Autofahren in Österreich war in den Nachkriegsjahren ein aufregendes Vergnügen. So etwa gab es bis 1960 nicht einmal eine gesetzlich geregelte Promilleobergrenze, entscheidend für die Fahrtüchtigkeit war zunächst allein die subjektive Einschätzung des Lenkers selbst und in Folge, wenn dieser etwa aus dem Auto taumelte, jene der amtshandelnden Gendarmen oder Polizisten: „Ham Sie was trunken?“ – „Na, nur sechs Viertel“. Orientierungshilfe bot eine Regelung aus Bayern: „Von Fahrten mit mehr als 1,5 Promille ist abzuraten.“ Na immerhin.

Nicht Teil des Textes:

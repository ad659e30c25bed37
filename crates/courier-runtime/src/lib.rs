//! # courier-runtime
//!
//! The pipeline workers that sit between the gateway crates and storage:
//!
//! - [`consumer::Consumer`] — drains the event broker, persisting and
//!   reacting to inbound events in per-account order.
//! - [`dispatcher::Dispatcher`] — decides and sends automated replies.
//! - [`scheduler::ScheduleWorker`] — fires due scheduled sends on a fixed
//!   poll interval.
//! - [`cron`] — the five-field cron expressions recurring schedules use.

#![deny(unsafe_code)]

pub mod consumer;
pub mod cron;
pub mod dispatcher;
pub mod scheduler;

pub use consumer::Consumer;
pub use cron::{CronParseError, CronSchedule};
pub use dispatcher::{DispatchOutcome, Dispatcher};
pub use scheduler::{ScheduleWorker, TickStats};
//! Ignore rules — suppression predicates evaluated before agent dispatch.

use chrono::{DateTime, Utc};
use serde::{Deserialize, Serialize};

/// What part of an inbound event an ignore rule matches against.
///
/// Rules are evaluated in scope order `contact → group → keyword`; the first
/// match suppresses all agent invocation for the event. Persistence of the
/// event is unaffected.
#[derive(Debug, Clone, Copy, PartialEq, Eq, Serialize, Deserialize)]
#[serde(rename_all = "snake_case")]
pub enum IgnoreScope {
    /// Matches the sender identity exactly.
    Contact,
    /// Matches the group-chat identity exactly.
    Group,
    /// Regex matched against the message body.
    Keyword,
}

impl IgnoreScope {
    /// SQL string representation.
    #[must_use]
    pub fn as_sql(self) -> &'static str {
        match self {
            Self::Contact => "contact",
            Self::Group => "group",
            Self::Keyword => "keyword",
        }
    }

    /// Parse the SQL string form. Returns `None` for unknown values.
    #[must_use]
    pub fn from_sql(s: &str) -> Option<Self> {
        match s {
            "contact" => Some(Self::Contact),
            "group" => Some(Self::Group),
            "keyword" => Some(Self::Keyword),
            _ => None,
        }
    }

    /// Evaluation order of the scope (lower first).
    #[must_use]
    pub fn order(self) -> u8 {
        match self {
            Self::Contact => 0,
            Self::Group => 1,
            Self::Keyword => 2,
        }
    }
}

impl std::fmt::Display for IgnoreScope {
    fn fmt(&self, f: &mut std::fmt::Formatter<'_>) -> std::fmt::Result {
        f.write_str(self.as_sql())
    }
}

/// A suppression predicate attached to one account.
#[derive(Debug, Clone, PartialEq, Eq, Serialize, Deserialize)]
pub struct IgnoreRule {
    /// Unique id (`rule_` prefixed UUIDv7).
    pub id: String,
    /// Owning account.
    pub account_id: String,
    /// What the rule matches against.
    pub scope: IgnoreScope,
    /// Exact identity for contact/group scopes, regex for keyword scope.
    pub pattern: String,
    /// Creation time.
    pub created_at: DateTime<Utc>,
}

// ─────────────────────────────────────────────────────────────────────────────
// Tests
// ─────────────────────────────────────────────────────────────────────────────

#[cfg(test)]
mod tests {
    use super::*;

    #[test]
    fn sql_round_trip() {
        for scope in [IgnoreScope::Contact, IgnoreScope::Group, IgnoreScope::Keyword] {
            assert_eq!(IgnoreScope::from_sql(scope.as_sql()), Some(scope));
        }
    }

    #[test]
    fn scope_order_is_contact_group_keyword() {
        assert!(IgnoreScope::Contact.order() < IgnoreScope::Group.order());
        assert!(IgnoreScope::Group.order() < IgnoreScope::Keyword.order());
    }
}
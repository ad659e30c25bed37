//! HTTP client for the remote gateway.
//!
//! Carries the outbound send primitive used identically by the dispatcher
//! and the schedule worker, plus the streaming URL builder the supervisors
//! connect to.

use std::time::Duration;

use serde::{Deserialize, Serialize};
use tracing::{debug, info};

use crate::errors::{GatewayError, Result};

/// Connection parameters for the remote gateway.
#[derive(Debug, Clone)]
pub struct GatewayConfig {
    /// Base URL of the HTTP API, e.g. `http://localhost:3000`.
    pub base_url: String,
    /// Basic-auth username.
    pub username: String,
    /// Basic-auth password.
    pub password: String,
    /// Streaming handshake timeout.
    pub connect_timeout: Duration,
    /// Outbound send timeout.
    pub send_timeout: Duration,
}

#[derive(Serialize)]
struct SendRequest<'a> {
    recipient: &'a str,
    body: &'a str,
}

#[derive(Deserialize)]
struct SendResponse {
    message_id: Option<String>,
}

/// Client for the gateway's HTTP API.
pub struct GatewayClient {
    config: GatewayConfig,
    http: reqwest::Client,
}

impl std::fmt::Debug for GatewayClient {
    fn fmt(&self, f: &mut std::fmt::Formatter<'_>) -> std::fmt::Result {
        f.debug_struct("GatewayClient")
            .field("base_url", &self.config.base_url)
            .finish_non_exhaustive()
    }
}

impl GatewayClient {
    /// Build a client from config.
    pub fn new(config: GatewayConfig) -> Result<Self> {
        let http = reqwest::Client::builder()
            .timeout(config.send_timeout)
            .connect_timeout(config.connect_timeout)
            .build()?;

        info!(base_url = %config.base_url, "gateway client initialized");
        Ok(Self { config, http })
    }

    /// Send a message through one account.
    ///
    /// Returns the external message id assigned by the gateway; delivery
    /// acks later arrive on the account's streaming connection carrying the
    /// same id.
    pub async fn send_message(
        &self,
        account_id: &str,
        recipient: &str,
        body: &str,
    ) -> Result<String> {
        let url = format!("{}/api/messages/send", self.config.base_url);
        debug!(account_id, recipient, url = %url, "sending message");

        let response = self
            .http
            .post(&url)
            .basic_auth(&self.config.username, Some(&self.config.password))
            .header("X-Account-Id", account_id)
            .json(&SendRequest { recipient, body })
            .send()
            .await?;

        let status = response.status();
        if !status.is_success() {
            let detail = response.text().await.unwrap_or_default();
            return Err(GatewayError::Status {
                status: status.as_u16(),
                detail: truncate(&detail, 200),
            });
        }

        let parsed: SendResponse = response.json().await?;
        parsed
            .message_id
            .ok_or_else(|| GatewayError::Malformed("send response missing message_id".into()))
    }

    /// Streaming URL for one account's connection.
    ///
    /// `http(s)` schemes map to `ws(s)`; the account id rides in the query
    /// string per the gateway's streaming contract.
    #[must_use]
    pub fn stream_url(&self, account_id: &str) -> String {
        let base = self
            .config
            .base_url
            .replacen("https://", "wss://", 1)
            .replacen("http://", "ws://", 1);
        format!("{}/ws?account_id={}", base.trim_end_matches('/'), account_id)
    }

    /// Streaming handshake timeout from config.
    #[must_use]
    pub fn connect_timeout(&self) -> Duration {
        self.config.connect_timeout
    }
}

fn truncate(s: &str, max: usize) -> String {
    if s.len() <= max {
        s.to_string()
    } else {
        let mut end = max;
        while !s.is_char_boundary(end) {
            end -= 1;
        }
        format!("{}…", &s[..end])
    }
}

// ─────────────────────────────────────────────────────────────────────────────
// Tests
// ─────────────────────────────────────────────────────────────────────────────
//! Gateway errors.

use thiserror::Error;

/// Errors raised while talking to the remote gateway.
#[derive(Debug, Error)]
pub enum GatewayError {
    /// HTTP transport failure (connect, timeout, TLS).
    #[error("gateway transport error: {0}")]
    Transport(#[from] reqwest::Error),

    /// Non-success HTTP status from the gateway.
    #[error("gateway returned status {status}: {detail}")]
    Status {
        /// HTTP status code.
        status: u16,
        /// Response body excerpt.
        detail: String,
    },

    /// WebSocket handshake or stream failure.
    #[error("websocket error: {0}")]
    WebSocket(String),

    /// The gateway response was missing an expected field.
    #[error("malformed gateway response: {0}")]
    Malformed(String),
}

impl GatewayError {
    /// Convert into the pipeline connectivity error for one account.
    #[must_use]
    pub fn into_connectivity(self, account_id: &str) -> courier_core::errors::CourierError {
        courier_core::errors::CourierError::connectivity(account_id, self.to_string())
    }
}

/// Result alias for gateway operations.
pub type Result<T> = std::result::Result<T, GatewayError>;

// ─────────────────────────────────────────────────────────────────────────────
// Tests
// ─────────────────────────────────────────────────────────────────────────────
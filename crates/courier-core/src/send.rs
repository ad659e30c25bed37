//! Outbound sends — messages this system originates.

use chrono::{DateTime, Utc};
use serde::{Deserialize, Serialize};

/// Delivery status of an outbound send.
///
/// Transitions are monotonic forward (`queued → sent → delivered → read`)
/// except `failed`, which is terminal from any non-terminal state.
#[derive(Debug, Clone, Copy, PartialEq, Eq, Serialize, Deserialize)]
#[serde(rename_all = "snake_case")]
pub enum SendStatus {
    /// Recorded locally, not yet handed to the remote endpoint.
    Queued,
    /// Accepted by the remote endpoint.
    Sent,
    /// Delivered to the recipient's device.
    Delivered,
    /// Read by the recipient.
    Read,
    /// Send attempt failed. Terminal.
    Failed,
}

impl SendStatus {
    /// Whether this status is terminal (no further transitions).
    #[must_use]
    pub fn is_terminal(self) -> bool {
        matches!(self, Self::Read | Self::Failed)
    }

    /// Position on the forward delivery path. `failed` sits outside the path.
    fn rank(self) -> u8 {
        match self {
            Self::Queued => 0,
            Self::Sent => 1,
            Self::Delivered => 2,
            Self::Read => 3,
            Self::Failed => 4,
        }
    }

    /// Whether a transition from `self` to `next` is allowed.
    #[must_use]
    pub fn can_transition_to(self, next: Self) -> bool {
        if self.is_terminal() {
            return false;
        }
        if next == Self::Failed {
            return true;
        }
        next.rank() > self.rank()
    }

    /// Map a remote ack status code to a delivery status.
    ///
    /// Wire codes: `1` accepted, `2` delivered, `3` read. Unknown codes
    /// yield `None` and the ack is ignored.
    #[must_use]
    pub fn from_ack_code(code: i64) -> Option<Self> {
        match code {
            1 => Some(Self::Sent),
            2 => Some(Self::Delivered),
            3 => Some(Self::Read),
            _ => None,
        }
    }

    /// SQL string representation.
    #[must_use]
    pub fn as_sql(self) -> &'static str {
        match self {
            Self::Queued => "queued",
            Self::Sent => "sent",
            Self::Delivered => "delivered",
            Self::Read => "read",
            Self::Failed => "failed",
        }
    }

    /// Parse the SQL string form. Returns `None` for unknown values.
    #[must_use]
    pub fn from_sql(s: &str) -> Option<Self> {
        match s {
            "queued" => Some(Self::Queued),
            "sent" => Some(Self::Sent),
            "delivered" => Some(Self::Delivered),
            "read" => Some(Self::Read),
            "failed" => Some(Self::Failed),
            _ => None,
        }
    }
}

impl std::fmt::Display for SendStatus {
    fn fmt(&self, f: &mut std::fmt::Formatter<'_>) -> std::fmt::Result {
        f.write_str(self.as_sql())
    }
}

/// Where an outbound send originated.
#[derive(Debug, Clone, Copy, PartialEq, Eq, Serialize, Deserialize)]
#[serde(rename_all = "snake_case")]
pub enum SendOrigin {
    /// Created directly by an operator.
    Manual,
    /// Produced by the Response Dispatcher.
    Agent,
    /// Fired by the Schedule Worker.
    Schedule,
}

impl SendOrigin {
    /// SQL string representation.
    #[must_use]
    pub fn as_sql(self) -> &'static str {
        match self {
            Self::Manual => "manual",
            Self::Agent => "agent",
            Self::Schedule => "schedule",
        }
    }

    /// Parse the SQL string form. Returns `None` for unknown values.
    #[must_use]
    pub fn from_sql(s: &str) -> Option<Self> {
        match s {
            "manual" => Some(Self::Manual),
            "agent" => Some(Self::Agent),
            "schedule" => Some(Self::Schedule),
            _ => None,
        }
    }
}

impl std::fmt::Display for SendOrigin {
    fn fmt(&self, f: &mut std::fmt::Formatter<'_>) -> std::fmt::Result {
        f.write_str(self.as_sql())
    }
}

/// A message this system originates.
#[derive(Debug, Clone, PartialEq, Eq, Serialize, Deserialize)]
pub struct OutboundSend {
    /// Unique id (`send_` prefixed UUIDv7).
    pub id: String,
    /// Owning account.
    pub account_id: String,
    /// Recipient identity.
    pub recipient: String,
    /// Message body.
    pub body: String,
    /// Delivery status.
    pub status: SendStatus,
    /// What produced this send.
    pub origin: SendOrigin,
    /// Message id assigned by the remote endpoint once sent. Acks match on this.
    pub external_id: Option<String>,
    /// Failure detail when `status` is `failed`.
    pub error: Option<String>,
    /// Creation time.
    pub created_at: DateTime<Utc>,
    /// Time the remote endpoint accepted the send.
    pub sent_at: Option<DateTime<Utc>>,
}

// ─────────────────────────────────────────────────────────────────────────────
// Tests
// ─────────────────────────────────────────────────────────────────────────────
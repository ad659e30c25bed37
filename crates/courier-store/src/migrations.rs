//! Versioned schema migrations.
//!
//! Migrations run inside one transaction per version bump and are tracked in
//! `PRAGMA user_version`. Re-running against an up-to-date database is a
//! no-op, so every process start applies them unconditionally.

use rusqlite::Connection;
use tracing::info;

use crate::errors::Result;

/// Current schema version.
pub const SCHEMA_VERSION: i64 = 1;

const V1: &str = "
CREATE TABLE accounts (
    id                TEXT PRIMARY KEY,
    label             TEXT NOT NULL,
    external_identity TEXT,
    status            TEXT NOT NULL DEFAULT 'pending'
        CHECK (status IN ('pending','connecting','connected','disconnected','deactivated')),
    last_seen_at      TEXT,
    created_at        TEXT NOT NULL
);

CREATE TABLE inbound_events (
    id            TEXT PRIMARY KEY,
    account_id    TEXT NOT NULL REFERENCES accounts(id),
    external_id   TEXT NOT NULL,
    sender        TEXT NOT NULL,
    chat          TEXT NOT NULL,
    body          TEXT NOT NULL,
    kind          TEXT NOT NULL
        CHECK (kind IN ('message','ack','presence','connection_state')),
    is_group_chat INTEGER NOT NULL DEFAULT 0,
    received_at   TEXT NOT NULL,
    UNIQUE (account_id, external_id)
);
CREATE INDEX idx_inbound_events_account ON inbound_events(account_id, received_at);

CREATE TABLE outbound_sends (
    id          TEXT PRIMARY KEY,
    account_id  TEXT NOT NULL REFERENCES accounts(id),
    recipient   TEXT NOT NULL,
    body        TEXT NOT NULL,
    status      TEXT NOT NULL DEFAULT 'queued'
        CHECK (status IN ('queued','sent','delivered','read','failed')),
    origin      TEXT NOT NULL
        CHECK (origin IN ('manual','agent','schedule')),
    external_id TEXT,
    error       TEXT,
    created_at  TEXT NOT NULL,
    sent_at     TEXT
);
CREATE INDEX idx_outbound_sends_external ON outbound_sends(account_id, external_id);

CREATE TABLE scheduled_sends (
    id                TEXT PRIMARY KEY,
    account_id        TEXT NOT NULL REFERENCES accounts(id),
    recipient         TEXT NOT NULL,
    body              TEXT NOT NULL,
    fire_at           TEXT NOT NULL,
    cron_expr         TEXT,
    status            TEXT NOT NULL DEFAULT 'pending'
        CHECK (status IN ('pending','in_flight','sent','failed','cancelled')),
    last_attempted_at TEXT,
    sent_at           TEXT,
    error             TEXT,
    created_at        TEXT NOT NULL
);
CREATE INDEX idx_scheduled_sends_due ON scheduled_sends(status, fire_at);

CREATE TABLE agents (
    id                 TEXT PRIMARY KEY,
    account_id         TEXT NOT NULL REFERENCES accounts(id),
    kind               TEXT NOT NULL CHECK (kind IN ('rule_based','generative')),
    config             TEXT NOT NULL DEFAULT '{}',
    allowed_senders    TEXT NOT NULL DEFAULT '[]',
    ignore_group_chats INTEGER NOT NULL DEFAULT 0,
    enabled            INTEGER NOT NULL DEFAULT 1,
    priority           INTEGER NOT NULL DEFAULT 0,
    created_at         TEXT NOT NULL
);
CREATE INDEX idx_agents_account ON agents(account_id, priority);

CREATE TABLE ignore_rules (
    id         TEXT PRIMARY KEY,
    account_id TEXT NOT NULL REFERENCES accounts(id),
    scope      TEXT NOT NULL CHECK (scope IN ('contact','group','keyword')),
    pattern    TEXT NOT NULL,
    created_at TEXT NOT NULL
);
CREATE INDEX idx_ignore_rules_account ON ignore_rules(account_id);
";

/// Apply all outstanding migrations.
pub fn run_migrations(conn: &Connection) -> Result<()> {
    let current: i64 = conn.query_row("PRAGMA user_version", [], |row| row.get(0))?;

    if current < 1 {
        apply(conn, 1, V1)?;
    }

    Ok(())
}

fn apply(conn: &Connection, version: i64, sql: &str) -> Result<()> {
    conn.execute_batch("BEGIN")?;
    match conn
        .execute_batch(sql)
        .and_then(|()| conn.pragma_update(None, "user_version", version))
    {
        Ok(()) => {
            conn.execute_batch("COMMIT")?;
            info!(version, "applied schema migration");
            Ok(())
        }
        Err(err) => {
            let _ = conn.execute_batch("ROLLBACK");
            Err(err.into())
        }
    }
}

// ─────────────────────────────────────────────────────────────────────────────
// Tests
// ─────────────────────────────────────────────────────────────────────────────

#[cfg(test)]
mod tests {
    use super::*;

    #[test]
    fn migrations_apply_to_fresh_database() {
        let conn = Connection::open_in_memory().unwrap();
        run_migrations(&conn).unwrap();
        let version: i64 = conn
            .query_row("PRAGMA user_version", [], |row| row.get(0))
            .unwrap();
        assert_eq!(version, SCHEMA_VERSION);
    }

    #[test]
    fn migrations_are_idempotent() {
        let conn = Connection::open_in_memory().unwrap();
        run_migrations(&conn).unwrap();
        run_migrations(&conn).unwrap();
    }

    #[test]
    fn expected_tables_exist() {
        let conn = Connection::open_in_memory().unwrap();
        run_migrations(&conn).unwrap();
        for table in [
            "accounts",
            "inbound_events",
            "outbound_sends",
            "scheduled_sends",
            "agents",
            "ignore_rules",
        ] {
            let count: i64 = conn
                .query_row(
                    "SELECT COUNT(*) FROM sqlite_master WHERE type = 'table' AND name = ?1",
                    [table],
                    |row| row.get(0),
                )
                .unwrap();
            assert_eq!(count, 1, "missing table {table}");
        }
    }
}
//! Reconnect backoff policy for account supervisors.
//!
//! Exponential growth from a base delay up to a hard cap, with full ±jitter
//! so a fleet of supervisors reconnecting after a shared outage does not
//! thundering-herd the remote endpoint. A connected period longer than the
//! stability window resets the attempt counter, so transient flaps never
//! accumulate into permanent maximum backoff.

use std::time::Duration;

use rand::Rng;

/// Backoff configuration for one supervisor's reconnect loop.
#[derive(Debug, Clone, Copy, PartialEq)]
pub struct ReconnectPolicy {
    /// First retry delay.
    pub base: Duration,
    /// Upper bound on any retry delay (before jitter).
    pub cap: Duration,
    /// Multiplier applied per failed attempt.
    pub factor: u32,
    /// Jitter fraction applied symmetrically (0.25 = ±25%).
    pub jitter: f64,
    /// Connected duration after which the attempt counter resets.
    pub stability_window: Duration,
}

impl Default for ReconnectPolicy {
    fn default() -> Self {
        Self {
            base: Duration::from_secs(1),
            cap: Duration::from_secs(60),
            factor: 2,
            jitter: 0.25,
            stability_window: Duration::from_secs(30),
        }
    }
}

impl ReconnectPolicy {
    /// Deterministic delay for the given attempt (0-based), before jitter.
    ///
    /// Monotonically non-decreasing in `attempt` and always `<= cap`.
    #[must_use]
    pub fn raw_delay_for(&self, attempt: u32) -> Duration {
        let factor = self.factor.max(1);
        let mut delay = self.base;
        for _ in 0..attempt {
            match delay.checked_mul(factor) {
                Some(d) if d < self.cap => delay = d,
                _ => return self.cap,
            }
        }
        delay.min(self.cap)
    }

    /// Delay for the given attempt with jitter applied.
    ///
    /// Jitter is symmetric around the raw delay and clamped to the cap, so
    /// the result never exceeds `cap * (1 + jitter)`.
    #[must_use]
    pub fn delay_for(&self, attempt: u32) -> Duration {
        let raw = self.raw_delay_for(attempt);
        if self.jitter <= 0.0 {
            return raw;
        }
        let spread = raw.as_secs_f64() * self.jitter;
        let offset = rand::rng().random_range(-spread..=spread);
        Duration::from_secs_f64((raw.as_secs_f64() + offset).max(0.0))
    }

    /// Whether a connected period was long enough to reset the attempt
    /// counter back to the base delay.
    #[must_use]
    pub fn is_stable(&self, connected_for: Duration) -> bool {
        connected_for >= self.stability_window
    }
}

// ─────────────────────────────────────────────────────────────────────────────
// Tests
// ─────────────────────────────────────────────────────────────────────────────

#[cfg(test)]
mod tests {
    use super::*;
    use proptest::prelude::*;

    #[test]
    fn first_attempt_uses_base_delay() {
        let policy = ReconnectPolicy::default();
        assert_eq!(policy.raw_delay_for(0), Duration::from_secs(1));
    }

    #[test]
    fn delays_double_until_the_cap() {
        let policy = ReconnectPolicy::default();
        assert_eq!(policy.raw_delay_for(1), Duration::from_secs(2));
        assert_eq!(policy.raw_delay_for(2), Duration::from_secs(4));
        assert_eq!(policy.raw_delay_for(5), Duration::from_secs(32));
        assert_eq!(policy.raw_delay_for(6), Duration::from_secs(60));
        assert_eq!(policy.raw_delay_for(100), Duration::from_secs(60));
    }

    #[test]
    fn stability_window_gates_reset() {
        let policy = ReconnectPolicy::default();
        assert!(!policy.is_stable(Duration::from_secs(29)));
        assert!(policy.is_stable(Duration::from_secs(30)));
    }

    #[test]
    fn zero_jitter_is_deterministic() {
        let policy = ReconnectPolicy {
            jitter: 0.0,
            ..ReconnectPolicy::default()
        };
        assert_eq!(policy.delay_for(3), policy.raw_delay_for(3));
    }

    proptest! {
        #[test]
        fn raw_delay_is_monotonic_and_capped(a in 0u32..64, b in 0u32..64) {
            let policy = ReconnectPolicy::default();
            let (lo, hi) = if a <= b { (a, b) } else { (b, a) };
            prop_assert!(policy.raw_delay_for(lo) <= policy.raw_delay_for(hi));
            prop_assert!(policy.raw_delay_for(hi) <= policy.cap);
        }

        #[test]
        fn jittered_delay_is_bounded(attempt in 0u32..64) {
            let policy = ReconnectPolicy::default();
            let raw = policy.raw_delay_for(attempt).as_secs_f64();
            let jittered = policy.delay_for(attempt).as_secs_f64();
            prop_assert!(jittered >= raw * (1.0 - policy.jitter) - f64::EPSILON);
            prop_assert!(jittered <= raw * (1.0 + policy.jitter) + f64::EPSILON);
        }
    }
}
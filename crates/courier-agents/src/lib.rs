//! Response strategies.
//!
//! An agent decides whether and how to answer one inbound message. The two
//! strategies share the [`ResponseStrategy`] seam: rule-based agents match
//! patterns locally, generative agents call an external completion endpoint.
//! Both return `Ok(None)` when they decline to respond.

pub mod errors;
pub mod generative;
pub mod rule_based;

pub use errors::AgentError;
pub use generative::GenerativeStrategy;
pub use rule_based::RuleBasedStrategy;

use async_trait::async_trait;
use courier_core::agent::{AgentConfig, AgentKind};
use courier_core::event::InboundEvent;

/// Decides a response for one inbound message.
#[async_trait]
pub trait ResponseStrategy: Send + Sync {
    /// Produce a response body, or `None` to stay silent.
    async fn respond(&self, event: &InboundEvent) -> Result<Option<String>, AgentError>;
}

/// Build the strategy for one agent configuration.
///
/// Fails when the config payload does not decode for the agent's kind or a
/// rule pattern does not compile.
pub fn build_strategy(config: &AgentConfig) -> Result<Box<dyn ResponseStrategy>, AgentError> {
    match config.kind {
        AgentKind::RuleBased => {
            let rules = config
                .rule_set()
                .map_err(|err| AgentError::Config(err.to_string()))?;
            Ok(Box::new(RuleBasedStrategy::compile(rules)?))
        }
        AgentKind::Generative => {
            let generative = config
                .generative()
                .map_err(|err| AgentError::Config(err.to_string()))?;
            Ok(Box::new(GenerativeStrategy::new(generative)?))
        }
    }
}

// ─────────────────────────────────────────────────────────────────────────────
// Tests
// ─────────────────────────────────────────────────────────────────────────────

#[cfg(test)]
mod tests {
    use super::*;
    use chrono::Utc;
    use serde_json::json;

    fn agent(kind: AgentKind, config: serde_json::Value) -> AgentConfig {
        AgentConfig {
            id: "agent_1".into(),
            account_id: "acct_1".into(),
            kind,
            config,
            allowed_senders: vec![],
            ignore_group_chats: false,
            enabled: true,
            priority: 0,
            created_at: Utc::now(),
        }
    }

    #[test]
    fn builds_both_strategy_kinds() {
        let rule_based = agent(
            AgentKind::RuleBased,
            json!({"rules": [{"pattern": "hi", "response": "hello"}]}),
        );
        assert!(build_strategy(&rule_based).is_ok());

        let generative = agent(
            AgentKind::Generative,
            json!({"endpoint": "https://llm.example/v1/complete", "model": "gpt-x"}),
        );
        assert!(build_strategy(&generative).is_ok());
    }

    #[test]
    fn bad_config_payload_is_a_config_error() {
        let broken = agent(AgentKind::Generative, json!({"model": 42}));
        assert!(matches!(build_strategy(&broken), Err(AgentError::Config(_))));
    }

    #[test]
    fn bad_pattern_is_a_pattern_error() {
        let broken = agent(
            AgentKind::RuleBased,
            json!({"rules": [{"pattern": "([unclosed", "response": "x"}]}),
        );
        assert!(matches!(
            build_strategy(&broken),
            Err(AgentError::Pattern { .. })
        ));
    }
}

Die Rieder Volkszeitung, damals so etwas wie das oberösterreichische Zentralorgan der ÖVP, präsentierte wöchentlich die vielbeachtete Rubrik mit dem Titel „Führerscheinentzug der Woche“. Zitat aus dem Blatt: „Die Bezirkshauptmannschaft Ried hat nachstehender Person den Führerschein wegen des Verschuldens eines Verkehrsunfalls in alkoholisiertem Zustand entzogen: dem Landarbeiter Franz Strasser, Neuhofen, Rampfen 2, vom 29. Juli 1960 bis 14. April 1961.“ Auch der Schutz der Persönlichkeitsrechte war den Zeitungen damals noch fremd, ein diesbezügliches Mediengesetz gab es nicht.
Dass die Schreiber der Rieder Volkszeitung sprachlich mehr oder minder originell formulieren konnten, diese Erkenntnis verdanken wir dem Autor Wolfgang Marschall, der kürzlich ein Buch mit dem Titel „Eine Luftmatratze muss her!“ herausgab, das er gar nicht selbst abfassen musste. Fürs Lesevergnügen reicht es, dass er alle das Volk besonders bewegenden Artikel aus besagter Zeitung aneinanderreihte. Straßenverkehr und Autounfälle gehörten bei so viel Alkohol im Blut zu den makabren Köstlichkeiten im Angebot des Blattes, das in einer Ausgabe des Jahres 1965 auf der Wirtschaftsseite sogar beklagte: „Bedauerlicherweise ist der Weinkonsum im Innviertel noch gering.“ Die Redakteure freuten sich über Autoabgase zur Erwärmung der Luft, und für die Sperrmüllbeseitigung empfahlen sie Flüsse und Wälder.
Am meisten Platz aber nahmen Unfälle ein. Der Volkszeitungs-Korrespondent aus Mehrnbach in Oberösterreich berichtete: „Ein Schwein lief in das Vorderrad des Motorradfahrers Georg Huber, wobei dieser zu Sturz kam, schwer lädiert blieb er liegen. Er kann heute bandagiert wieder gehen, das Rüsseltier ließ sein Leben.“ Schlechter als Huber erging es dem 62-jährigen Franz Schuster, Bauer aus Mettmach im Innviertel. Der Redakteur textete: „Schuster musste der rechte Fuß unterhalb des Knies abgenommen werden. Dem Mann wendet sich allgemein tiefes Mitgefühl zu, da er im noch erhaltenen linken Fuß schon länger leidend ist.“ Oh weh!
Wendelin Narrowetz
Wolfgang Marschall/Eine Luftmatratze muss her! Dorfwirtschaftswunder, 208 Seiten, zahlreiche SW-Abbildungen, Verlag Anton Pustet, € 24,-–
Erhältlich im Buchhandel und in Online-Buchshops
Weuzi
( 12. November 2020 )
Liebe Redaktion,
könnt ihr uns eruieren, ab wann in Österreich die Promillegrenze 0,8 eingeführt wurde. Danke im Voraus.
Georg Koman
( 12. November 2020 )
Die 0,8-Promillegrenze stand von Beginn an in der StVO 1960. Womit der Textanfang nicht ganz korrekt war und gleich ein wenig adaptiert wurde. Danke fürs indirekte Aufmerksammachen! 0,8 Promille gelten übrigens heute noch – für Radfahrer. Die wurden bei der StVO-Novelle 1998 irgendwie vergessen…
Rolex
( 13. November 2020 )
Naja, bei der Novelle hat man schon ganz bewusst mit zweierlei Maß gemessen – ein Radfahrer mit über 0,8 ist für die anderen Verkehrsteilnehmer potentiell weit weniger gefährlich als ein Autofahrer mit mehr als 0,5 Promille. Und so viel “mehr” ist dafür ja auch nicht erlaubt zu Trinken. Ich denke, das passt schon so.